1577P - Germline TYMS genotype is highly predictive in patients with advanced colorectal and gastroesophageal cancer independent of fluoropyrimidine pharma...

Date 28 September 2014
Event ESMO 2014
Session Poster Display session
Topics Anticancer Agents
Gastrointestinal Cancers
Translational Research
Basic Principles in the Management and Treatment (of cancer)
Biological Therapy
Presenter Markus Joerger
Citation Annals of Oncology (2014) 25 (suppl_4): iv546-iv563. 10.1093/annonc/mdu358
Authors M. Joerger1, A.D.R. Huitema2, H. Boot3, A. Cats3, V. Doodeman4, P. Smits4, L. Vainchtein2, H. Rosing2, I. Meijerman5, M. Zueger6, T.T. Cerny1, J. Beijnen2, J. Schellens7
  • 1Dept. Of Oncology, Kantonsspital St. Gallen, 9007 - St. Gallen/CH
  • 2Department Of Pharmacy&pharmacology, Slotervaart Hospital/The Netherlands Cancer Institute, Amsterdam/NL
  • 3Department Of Gastroenterology, Antoni van Leeuwenhoek Hospital/The Netherlands Cancer Institute, Amsterdam/NL
  • 4Department Of Molecular Biology, Slotervaart Hospital/The Netherlands Cancer Institute, Amsterdam/NL
  • 5Faculty Of Science, Department Of Pharmaceutical Sciences, Utrecht University, Utrecht/NL
  • 6Division Of Clinical Pharmacology And Toxicology, University Hospital, Basel University, Basel/CH
  • 7Department Of Clinical Pharmacology, Antoni van Leeuwenhoek Hospital/The Netherlands Cancer Institute, Amsterdam/NL



Germline gene polymorphisms may impact clinical outcome in patients with gastrointestinal malignancies, but there are no data on the interaction between chemotherapy pharmacokinetics (PK) and gene polymorphisms, to assess their independent predictive value.

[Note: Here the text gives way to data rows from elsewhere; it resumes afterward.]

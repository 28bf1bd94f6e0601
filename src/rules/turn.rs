//! Turn resolution: which of the lead and chase cards takes the pair.

use serde::{Deserialize, Serialize};

use crate::cards::{Card, Suit};
use crate::core::Seat;

/// Which throw of a turn.
#[derive(Clone, Copy, Debug, PartialEq, Eq, Hash, Serialize, Deserialize)]
pub enum Throw {
    Lead,
    Chase,
}

impl Throw {
    #[must_use]
    pub const fn name(self) -> &'static str {
        match self {
            Throw::Lead => "lead",
            Throw::Chase => "chase",
        }
    }
}

/// Result of a resolved lead/chase pair.
#[derive(Clone, Copy, Debug, PartialEq, Eq, Serialize, Deserialize)]
pub struct TurnOutcome {
    /// The throw that took the pair.
    pub winning_throw: Throw,
    /// Capture points of both cards.
    pub points: u32,
}

impl TurnOutcome {
    /// The seat that won, given who threw the lead.
    #[must_use]
    pub fn winner(&self, lead_thrower: Seat) -> Seat {
        match self.winning_throw {
            Throw::Lead => lead_thrower,
            Throw::Chase => lead_thrower.other(),
        }
    }
}

/// Points for capturing a card.
#[must_use]
pub fn card_points(card: &Card) -> u32 {
    card.rank.points()
}

/// Whether the lead card takes the turn.
///
/// A trump lead loses only to a trump chase of equal or higher rank. A plain
/// lead loses to any trump chase and to a same-suit chase of equal or higher
/// rank; a chase of another plain suit never wins.
#[must_use]
pub fn lead_card_wins(lead: &Card, chase: &Card, trump: Suit) -> bool {
    if lead.suit == trump {
        return chase.suit != trump || lead.has_greater_rank_than(chase);
    }
    if chase.suit == trump {
        return false;
    }
    if chase.suit == lead.suit {
        return lead.has_greater_rank_than(chase);
    }
    true
}

/// Resolve a lead/chase pair.
#[must_use]
pub fn resolve_turn(lead: &Card, chase: &Card, trump: Suit) -> TurnOutcome {
    let winning_throw = if lead_card_wins(lead, chase, trump) {
        Throw::Lead
    } else {
        Throw::Chase
    };
    TurnOutcome {
        winning_throw,
        points: card_points(lead) + card_points(chase),
    }
}
//! Per-player record of confirmed melds.
//!
//! Melds are bucketed by type in `MeldKind` order. The same structure also
//! carries the output of meld discovery, so "no melds possible" is simply an
//! empty ledger.

use serde::{Deserialize, Serialize};

use super::instance::MeldInstance;
use super::kind::MeldKind;
use crate::cards::{Card, CardId};
use crate::error::MeldError;

/// Melds bucketed by type.
#[derive(Clone, Debug, Default, PartialEq, Eq, Serialize, Deserialize)]
pub struct MeldLedger {
    buckets: [Vec<MeldInstance>; MeldKind::COUNT],
}

impl MeldLedger {
    #[must_use]
    pub fn new() -> Self {
        Self::default()
    }

    /// Number of melds of one type.
    #[must_use]
    pub fn count_of(&self, kind: MeldKind) -> usize {
        self.buckets[kind.index()].len()
    }

    /// Number of melds across every type.
    #[must_use]
    pub fn total(&self) -> usize {
        self.buckets.iter().map(Vec::len).sum()
    }

    #[must_use]
    pub fn is_empty(&self) -> bool {
        self.buckets.iter().all(Vec::is_empty)
    }

    /// Melds of one type, in insertion order.
    #[must_use]
    pub fn melds_of(&self, kind: MeldKind) -> &[MeldInstance] {
        &self.buckets[kind.index()]
    }

    /// Every meld, bucket by bucket.
    pub fn iter(&self) -> impl Iterator<Item = &MeldInstance> {
        self.buckets.iter().flatten()
    }

    /// Per-type counts in `MeldKind` order.
    #[must_use]
    pub fn counts(&self) -> [usize; MeldKind::COUNT] {
        let mut counts = [0; MeldKind::COUNT];
        for (slot, bucket) in counts.iter_mut().zip(&self.buckets) {
            *slot = bucket.len();
        }
        counts
    }

    /// Whether the card already belongs to a meld of type `kind`.
    #[must_use]
    pub fn is_card_used_by(&self, id: CardId, kind: MeldKind) -> bool {
        self.buckets[kind.index()].iter().any(|m| m.contains_id(id))
    }

    /// Whether the card belongs to any meld.
    #[must_use]
    pub fn is_card_used_by_any(&self, id: CardId) -> bool {
        self.iter().any(|m| m.contains_id(id))
    }

    /// Whether a single recorded meld, of any type, contains all of `cards`.
    #[must_use]
    pub fn cards_used_together(&self, cards: &[Card]) -> bool {
        self.iter()
            .any(|meld| cards.iter().all(|c| meld.contains_id(c.id)))
    }

    /// Every recorded meld that includes the card.
    #[must_use]
    pub fn melds_using_card(&self, id: CardId) -> Vec<&MeldInstance> {
        self.iter().filter(|m| m.contains_id(id)).collect()
    }

    /// Record a meld in the bucket of its own type.
    pub fn add(&mut self, meld: MeldInstance) -> Result<MeldKind, MeldError> {
        let kind = meld.kind().ok_or(MeldError::NotAMeld)?;
        self.buckets[kind.index()].push(meld);
        Ok(kind)
    }

    /// Remove a recorded meld equal to `meld`.
    pub fn remove(&mut self, meld: &MeldInstance) -> bool {
        let Some(kind) = meld.kind() else {
            return false;
        };
        let bucket = &mut self.buckets[kind.index()];
        match bucket.iter().position(|m| m == meld) {
            Some(position) => {
                bucket.remove(position);
                true
            }
            None => false,
        }
    }

    /// Highest-scoring meld types present, ties kept in `MeldKind` order.
    #[must_use]
    pub fn best_kinds(&self) -> Vec<MeldKind> {
        let best = MeldKind::ALL
            .iter()
            .filter(|k| self.count_of(**k) > 0)
            .map(|k| k.points())
            .max();
        match best {
            Some(points) => MeldKind::ALL
                .iter()
                .copied()
                .filter(|k| self.count_of(*k) > 0 && k.points() == points)
                .collect(),
            None => Vec::new(),
        }
    }
}

impl Extend<MeldInstance> for MeldLedger {
    fn extend<I: IntoIterator<Item = MeldInstance>>(&mut self, melds: I) {
        for meld in melds {
            if let Some(kind) = meld.kind() {
                self.buckets[kind.index()].push(meld);
            }
        }
    }
}

#[cfg(test)]
mod tests {
    use super::*;
    use crate::cards::{Rank, Suit};

    fn card(id: u32, rank: Rank, suit: Suit) -> Card {
        Card::new(CardId(id), rank, suit)
    }

    fn flush() -> MeldInstance {
        MeldInstance::from_cards(
            [
                card(40, Rank::Ace, Suit::Spades),
                card(32, Rank::Ten, Suit::Spades),
                card(24, Rank::King, Suit::Spades),
                card(16, Rank::Queen, Suit::Spades),
                card(8, Rank::Jack, Suit::Spades),
            ],
            Suit::Spades,
        )
    }

    #[test]
    fn test_add_buckets_by_type() {
        let mut ledger = MeldLedger::new();
        assert_eq!(ledger.add(flush()), Ok(MeldKind::Flush));

        assert_eq!(ledger.count_of(MeldKind::Flush), 1);
        assert_eq!(ledger.count_of(MeldKind::RoyalMarriage), 0);
        assert_eq!(ledger.total(), 1);
        assert!(!ledger.is_empty());
    }

    #[test]
    fn test_add_rejects_invalid() {
        let mut ledger = MeldLedger::new();
        let junk = MeldInstance::from_cards([card(0, Rank::Ten, Suit::Clubs)], Suit::Spades);

        assert_eq!(ledger.add(junk), Err(MeldError::NotAMeld));
        assert!(ledger.is_empty());
    }

    #[test]
    fn test_card_usage_queries() {
        let mut ledger = MeldLedger::new();
        ledger.add(flush()).unwrap();

        assert!(ledger.is_card_used_by(CardId(24), MeldKind::Flush));
        assert!(!ledger.is_card_used_by(CardId(24), MeldKind::RoyalMarriage));
        assert!(ledger.is_card_used_by_any(CardId(8)));
        assert!(!ledger.is_card_used_by_any(CardId(9)));
        assert_eq!(ledger.melds_using_card(CardId(16)).len(), 1);
    }

    #[test]
    fn test_cards_used_together_spans_types() {
        let mut ledger = MeldLedger::new();
        ledger.add(flush()).unwrap();

        let king = card(24, Rank::King, Suit::Spades);
        let queen = card(16, Rank::Queen, Suit::Spades);
        let other_queen = card(17, Rank::Queen, Suit::Spades);

        assert!(ledger.cards_used_together(&[king, queen]));
        assert!(!ledger.cards_used_together(&[king, other_queen]));
    }

    #[test]
    fn test_remove() {
        let mut ledger = MeldLedger::new();
        ledger.add(flush()).unwrap();

        assert!(ledger.remove(&flush()));
        assert!(!ledger.remove(&flush()));
        assert!(ledger.is_empty());
    }

    #[test]
    fn test_best_kinds_keeps_ties_in_order() {
        let mut ledger = MeldLedger::new();
        ledger
            .add(MeldInstance::from_cards(
                [card(0, Rank::Queen, Suit::Spades), card(1, Rank::Jack, Suit::Diamonds)],
                Suit::Hearts,
            ))
            .unwrap();
        ledger
            .add(MeldInstance::from_cards(
                [card(2, Rank::King, Suit::Hearts), card(3, Rank::Queen, Suit::Hearts)],
                Suit::Hearts,
            ))
            .unwrap();

        assert_eq!(ledger.best_kinds(), vec![MeldKind::RoyalMarriage, MeldKind::Pinochle]);
        assert!(MeldLedger::new().best_kinds().is_empty());
    }
}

Two studies prospectively assessed 44 gene polymorphisms in 16 genes (TYMS, MTHFR, GSTP1, -M1, -T1, DPYD, XRCC1, XRCC3, XPD, ERCC1, RECQ1, RAD54L, ABCB1, ABCC2, ABCG2, UGT2B7) by Sanger sequencing in 64 patients with advanced colorectal cancer (CRC) receiving capecitabine/oxaliplatin chemotherapy, and 76 patients with advanced gastroesophageal (GE) cancer receiving epirubicin/cisplatin/capecitabine (ECC) chemotherapy, respectively. Plasma concentrations of all anticancer drugs were sampled for up to 24 hours, analyzed using validated LC-MS/MS (capecitabine), HPLC (epirubicin) and flameless atomic absorption spectrometry (platinum), and results submitted to population PK analysis using non-linear mixed effects modeling. We calculated the association between gene polymorphisms, anticancer drug exposure, radiological tumor response, progression-free survival (PFS), overall survival (OS) and chemotherapy-related toxicity using appropriate statistical tests.


Patients with a low clearance of the active metabolite 5FU had an increased risk of neutropenia in both groups (p<0.05), and a higher risk of hand-foot syndrome (HFS) in patients receiving ECC (p=0.002). Mutant variants of DPYD T85C, T1896C, IVS14+1G>A and A2846T were associated with diarrhea (p<0.05), mutant variants DPYD T85C, T1896C and A2846T with HFS (p<0.02). The TYMS high-expression genotype (promoter variants 2R/3G, 3C/3G or 3G/3G) was significantly associated with worse PFS in the CRC (HR=2.0, p=0.006) and GE group (HR=6.55, p<0.001) and worse OS in the GE group (p<0.001). In the CRC group, GSTP1 mutant variant was significantly associated with an improved PFS (HR=0.55, p=0.001) and OS (HR=0.60, p=0.002).


Carriers of the TYMS high-expression genotype have a markedly inferior outcome when receiving capecitabine-based chemotherapy for advanced colorectal or gastroesophageal cancer. Therapeutic targeting of this molecularly-defined subgroup of patients should be explored to improve their prognosis.


All authors have declared no conflicts of interest.